● HOW TO COMPLETE THIS TASK
Lines in the listing below that contain the string "ContentHash" are to be found and copied.

START GIVEN INFORMATION

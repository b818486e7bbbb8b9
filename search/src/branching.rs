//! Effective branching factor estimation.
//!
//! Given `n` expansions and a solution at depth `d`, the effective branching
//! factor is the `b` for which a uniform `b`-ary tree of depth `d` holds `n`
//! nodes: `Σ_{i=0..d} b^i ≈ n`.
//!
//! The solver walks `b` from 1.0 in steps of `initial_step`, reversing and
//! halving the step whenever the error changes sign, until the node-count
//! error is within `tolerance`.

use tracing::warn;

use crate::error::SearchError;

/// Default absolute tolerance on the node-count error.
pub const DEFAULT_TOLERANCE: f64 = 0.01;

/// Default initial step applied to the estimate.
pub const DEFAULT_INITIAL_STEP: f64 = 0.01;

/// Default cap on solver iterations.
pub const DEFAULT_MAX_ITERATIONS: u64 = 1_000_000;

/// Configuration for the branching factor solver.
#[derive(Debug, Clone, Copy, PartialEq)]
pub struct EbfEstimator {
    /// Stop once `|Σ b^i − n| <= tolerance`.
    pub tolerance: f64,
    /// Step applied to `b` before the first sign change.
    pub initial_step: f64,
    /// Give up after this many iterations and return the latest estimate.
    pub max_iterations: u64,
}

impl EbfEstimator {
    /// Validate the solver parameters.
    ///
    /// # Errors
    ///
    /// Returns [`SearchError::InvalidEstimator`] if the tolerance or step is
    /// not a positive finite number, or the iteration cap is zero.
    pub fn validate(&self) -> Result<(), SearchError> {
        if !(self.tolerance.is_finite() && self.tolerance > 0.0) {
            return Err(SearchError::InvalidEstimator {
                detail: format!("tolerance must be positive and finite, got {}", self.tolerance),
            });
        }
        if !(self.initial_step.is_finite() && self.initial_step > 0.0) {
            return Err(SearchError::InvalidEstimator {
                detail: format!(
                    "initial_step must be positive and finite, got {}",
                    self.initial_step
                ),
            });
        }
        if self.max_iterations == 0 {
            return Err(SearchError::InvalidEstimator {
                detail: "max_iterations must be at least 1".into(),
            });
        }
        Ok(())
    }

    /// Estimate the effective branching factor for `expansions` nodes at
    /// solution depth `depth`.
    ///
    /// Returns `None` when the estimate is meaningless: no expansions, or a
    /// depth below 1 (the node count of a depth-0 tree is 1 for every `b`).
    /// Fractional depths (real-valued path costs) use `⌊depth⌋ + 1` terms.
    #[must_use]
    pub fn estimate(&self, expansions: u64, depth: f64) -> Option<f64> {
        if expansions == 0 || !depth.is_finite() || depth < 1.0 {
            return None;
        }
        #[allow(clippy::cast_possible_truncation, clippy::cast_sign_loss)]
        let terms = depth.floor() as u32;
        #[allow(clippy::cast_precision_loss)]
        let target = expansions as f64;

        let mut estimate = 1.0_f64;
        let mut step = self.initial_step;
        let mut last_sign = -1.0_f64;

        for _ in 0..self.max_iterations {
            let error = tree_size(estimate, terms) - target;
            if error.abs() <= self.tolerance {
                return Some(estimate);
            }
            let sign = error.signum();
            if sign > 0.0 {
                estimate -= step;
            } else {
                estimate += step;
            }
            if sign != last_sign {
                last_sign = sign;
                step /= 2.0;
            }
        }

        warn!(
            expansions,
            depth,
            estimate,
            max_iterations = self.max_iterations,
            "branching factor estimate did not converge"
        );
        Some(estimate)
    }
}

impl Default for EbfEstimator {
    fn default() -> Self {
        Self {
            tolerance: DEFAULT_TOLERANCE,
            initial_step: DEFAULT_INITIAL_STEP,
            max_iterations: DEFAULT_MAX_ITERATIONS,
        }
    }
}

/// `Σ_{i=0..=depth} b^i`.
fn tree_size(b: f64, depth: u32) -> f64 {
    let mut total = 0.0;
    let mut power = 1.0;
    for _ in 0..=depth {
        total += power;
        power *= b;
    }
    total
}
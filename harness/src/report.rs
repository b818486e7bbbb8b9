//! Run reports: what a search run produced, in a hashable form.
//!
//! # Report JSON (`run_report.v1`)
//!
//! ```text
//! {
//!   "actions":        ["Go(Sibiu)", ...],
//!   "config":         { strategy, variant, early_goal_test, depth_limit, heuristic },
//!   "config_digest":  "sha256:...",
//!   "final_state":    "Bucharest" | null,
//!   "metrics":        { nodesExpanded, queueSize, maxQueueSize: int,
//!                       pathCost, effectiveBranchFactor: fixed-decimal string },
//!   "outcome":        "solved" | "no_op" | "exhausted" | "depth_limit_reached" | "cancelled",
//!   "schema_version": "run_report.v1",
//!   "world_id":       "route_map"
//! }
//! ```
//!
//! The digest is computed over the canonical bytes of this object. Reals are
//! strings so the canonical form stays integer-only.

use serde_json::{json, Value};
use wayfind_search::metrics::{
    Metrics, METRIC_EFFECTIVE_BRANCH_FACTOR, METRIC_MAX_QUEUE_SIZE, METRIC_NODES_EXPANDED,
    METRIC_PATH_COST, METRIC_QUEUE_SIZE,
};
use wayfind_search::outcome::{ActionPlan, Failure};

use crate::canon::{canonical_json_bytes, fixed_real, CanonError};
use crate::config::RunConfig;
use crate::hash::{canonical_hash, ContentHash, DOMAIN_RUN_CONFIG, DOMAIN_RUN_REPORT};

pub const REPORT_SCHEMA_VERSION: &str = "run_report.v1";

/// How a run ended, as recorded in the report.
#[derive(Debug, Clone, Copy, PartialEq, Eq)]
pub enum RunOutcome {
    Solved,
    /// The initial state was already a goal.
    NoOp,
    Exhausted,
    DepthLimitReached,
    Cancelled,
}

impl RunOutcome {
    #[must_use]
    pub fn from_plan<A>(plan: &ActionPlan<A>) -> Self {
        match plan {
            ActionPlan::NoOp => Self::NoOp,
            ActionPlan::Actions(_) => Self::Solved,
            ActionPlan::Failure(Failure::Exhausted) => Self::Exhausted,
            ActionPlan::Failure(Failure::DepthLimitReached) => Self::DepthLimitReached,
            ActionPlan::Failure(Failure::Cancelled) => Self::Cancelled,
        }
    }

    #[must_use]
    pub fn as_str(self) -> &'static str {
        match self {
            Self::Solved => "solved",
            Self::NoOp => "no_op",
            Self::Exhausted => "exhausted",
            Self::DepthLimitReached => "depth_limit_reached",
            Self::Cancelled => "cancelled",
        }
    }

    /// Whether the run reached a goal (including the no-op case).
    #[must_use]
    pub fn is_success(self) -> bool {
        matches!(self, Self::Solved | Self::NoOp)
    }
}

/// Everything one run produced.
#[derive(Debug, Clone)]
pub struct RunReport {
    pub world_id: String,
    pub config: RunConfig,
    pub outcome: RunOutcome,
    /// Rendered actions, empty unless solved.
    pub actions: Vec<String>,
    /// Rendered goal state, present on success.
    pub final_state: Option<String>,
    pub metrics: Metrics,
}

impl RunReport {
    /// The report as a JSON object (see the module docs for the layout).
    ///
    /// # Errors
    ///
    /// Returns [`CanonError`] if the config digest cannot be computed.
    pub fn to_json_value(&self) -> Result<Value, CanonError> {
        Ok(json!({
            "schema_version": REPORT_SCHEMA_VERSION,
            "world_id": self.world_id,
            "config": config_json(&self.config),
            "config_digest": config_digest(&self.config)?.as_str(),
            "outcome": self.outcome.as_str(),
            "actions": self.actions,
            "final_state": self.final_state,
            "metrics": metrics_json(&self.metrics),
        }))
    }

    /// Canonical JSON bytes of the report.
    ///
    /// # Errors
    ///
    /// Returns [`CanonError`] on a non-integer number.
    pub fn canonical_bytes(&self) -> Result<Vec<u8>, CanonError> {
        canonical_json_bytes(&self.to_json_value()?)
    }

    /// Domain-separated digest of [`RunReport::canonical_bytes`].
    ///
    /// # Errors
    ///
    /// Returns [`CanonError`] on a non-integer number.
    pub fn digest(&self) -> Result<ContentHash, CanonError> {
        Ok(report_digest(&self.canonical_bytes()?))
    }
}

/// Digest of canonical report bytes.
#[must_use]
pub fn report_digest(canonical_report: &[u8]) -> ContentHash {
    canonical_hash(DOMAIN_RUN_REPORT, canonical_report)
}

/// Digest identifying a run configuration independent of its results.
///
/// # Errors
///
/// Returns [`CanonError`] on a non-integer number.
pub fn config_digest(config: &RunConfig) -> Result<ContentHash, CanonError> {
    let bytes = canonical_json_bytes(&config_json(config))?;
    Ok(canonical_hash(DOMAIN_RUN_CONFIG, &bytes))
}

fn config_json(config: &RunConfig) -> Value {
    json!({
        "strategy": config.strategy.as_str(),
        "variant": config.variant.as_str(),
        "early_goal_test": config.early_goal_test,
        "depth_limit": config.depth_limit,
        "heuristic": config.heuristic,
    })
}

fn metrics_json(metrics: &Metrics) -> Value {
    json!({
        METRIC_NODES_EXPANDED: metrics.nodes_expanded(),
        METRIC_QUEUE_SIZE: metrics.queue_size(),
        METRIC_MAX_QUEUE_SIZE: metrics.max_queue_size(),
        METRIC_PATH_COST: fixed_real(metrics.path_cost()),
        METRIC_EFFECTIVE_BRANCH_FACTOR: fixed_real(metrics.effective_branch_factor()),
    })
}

END GIVEN INFORMATION
START GIVEN INFORMATION

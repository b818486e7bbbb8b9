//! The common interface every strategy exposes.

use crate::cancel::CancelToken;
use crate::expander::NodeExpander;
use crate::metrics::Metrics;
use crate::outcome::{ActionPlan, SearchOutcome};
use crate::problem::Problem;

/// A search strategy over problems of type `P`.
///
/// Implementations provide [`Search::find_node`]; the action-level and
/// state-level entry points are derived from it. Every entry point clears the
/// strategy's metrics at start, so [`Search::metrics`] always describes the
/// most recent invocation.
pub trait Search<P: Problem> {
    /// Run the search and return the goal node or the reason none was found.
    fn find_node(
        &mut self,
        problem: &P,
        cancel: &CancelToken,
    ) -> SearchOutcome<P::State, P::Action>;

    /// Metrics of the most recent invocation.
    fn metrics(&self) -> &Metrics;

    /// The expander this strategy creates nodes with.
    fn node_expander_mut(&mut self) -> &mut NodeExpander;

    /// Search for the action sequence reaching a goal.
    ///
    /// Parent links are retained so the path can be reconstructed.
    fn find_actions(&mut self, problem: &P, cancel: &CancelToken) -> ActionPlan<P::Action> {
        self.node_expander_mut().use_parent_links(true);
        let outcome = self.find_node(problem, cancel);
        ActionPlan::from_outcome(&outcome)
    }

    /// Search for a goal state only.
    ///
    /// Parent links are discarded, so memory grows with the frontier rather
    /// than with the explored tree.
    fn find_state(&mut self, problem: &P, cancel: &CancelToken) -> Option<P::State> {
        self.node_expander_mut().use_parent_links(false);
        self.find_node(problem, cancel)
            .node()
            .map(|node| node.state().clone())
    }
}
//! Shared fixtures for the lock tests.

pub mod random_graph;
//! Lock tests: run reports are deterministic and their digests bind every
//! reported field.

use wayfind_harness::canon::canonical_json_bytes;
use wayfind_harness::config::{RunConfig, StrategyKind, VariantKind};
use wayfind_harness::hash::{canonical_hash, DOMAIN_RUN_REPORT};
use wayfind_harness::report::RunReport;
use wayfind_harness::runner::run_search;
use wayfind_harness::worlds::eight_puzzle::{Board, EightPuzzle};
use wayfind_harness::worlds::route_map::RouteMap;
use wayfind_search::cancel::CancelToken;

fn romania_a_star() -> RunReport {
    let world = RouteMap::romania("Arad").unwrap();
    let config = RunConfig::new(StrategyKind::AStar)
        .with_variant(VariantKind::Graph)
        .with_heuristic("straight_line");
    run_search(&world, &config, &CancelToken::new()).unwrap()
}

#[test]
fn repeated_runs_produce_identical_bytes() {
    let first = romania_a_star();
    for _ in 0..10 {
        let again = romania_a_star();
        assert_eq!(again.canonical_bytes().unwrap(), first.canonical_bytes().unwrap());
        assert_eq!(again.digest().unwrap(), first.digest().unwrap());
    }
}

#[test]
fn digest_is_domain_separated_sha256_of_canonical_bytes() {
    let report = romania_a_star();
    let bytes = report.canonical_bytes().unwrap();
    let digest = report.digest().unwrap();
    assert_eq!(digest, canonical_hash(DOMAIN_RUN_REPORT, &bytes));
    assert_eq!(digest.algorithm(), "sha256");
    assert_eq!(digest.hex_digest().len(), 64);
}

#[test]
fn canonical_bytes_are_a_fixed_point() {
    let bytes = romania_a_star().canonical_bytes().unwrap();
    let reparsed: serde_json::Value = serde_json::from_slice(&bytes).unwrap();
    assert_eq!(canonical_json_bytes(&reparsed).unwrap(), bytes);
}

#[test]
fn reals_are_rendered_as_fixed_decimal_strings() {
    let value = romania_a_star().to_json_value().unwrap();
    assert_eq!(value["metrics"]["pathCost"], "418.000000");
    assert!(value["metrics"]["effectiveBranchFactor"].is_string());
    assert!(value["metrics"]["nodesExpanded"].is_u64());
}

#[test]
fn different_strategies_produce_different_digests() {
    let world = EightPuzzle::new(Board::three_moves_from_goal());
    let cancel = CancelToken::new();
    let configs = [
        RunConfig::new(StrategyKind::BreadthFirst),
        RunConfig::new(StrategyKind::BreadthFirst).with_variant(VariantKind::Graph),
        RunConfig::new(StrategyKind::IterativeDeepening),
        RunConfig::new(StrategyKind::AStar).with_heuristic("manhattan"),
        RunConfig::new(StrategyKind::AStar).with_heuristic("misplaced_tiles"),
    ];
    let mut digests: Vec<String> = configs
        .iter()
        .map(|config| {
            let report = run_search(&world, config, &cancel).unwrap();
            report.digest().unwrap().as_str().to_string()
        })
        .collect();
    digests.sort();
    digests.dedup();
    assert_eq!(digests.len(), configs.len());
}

END GIVEN INFORMATION

● WRITTEN ANSWER
use crate::hash::{canonical_hash, ContentHash, DOMAIN_RUN_CONFIG, DOMAIN_RUN_REPORT};
    pub fn digest(&self) -> Result<ContentHash, CanonError> {
pub fn report_digest(canonical_report: &[u8]) -> ContentHash {
pub fn config_digest(config: &RunConfig) -> Result<ContentHash, CanonError> {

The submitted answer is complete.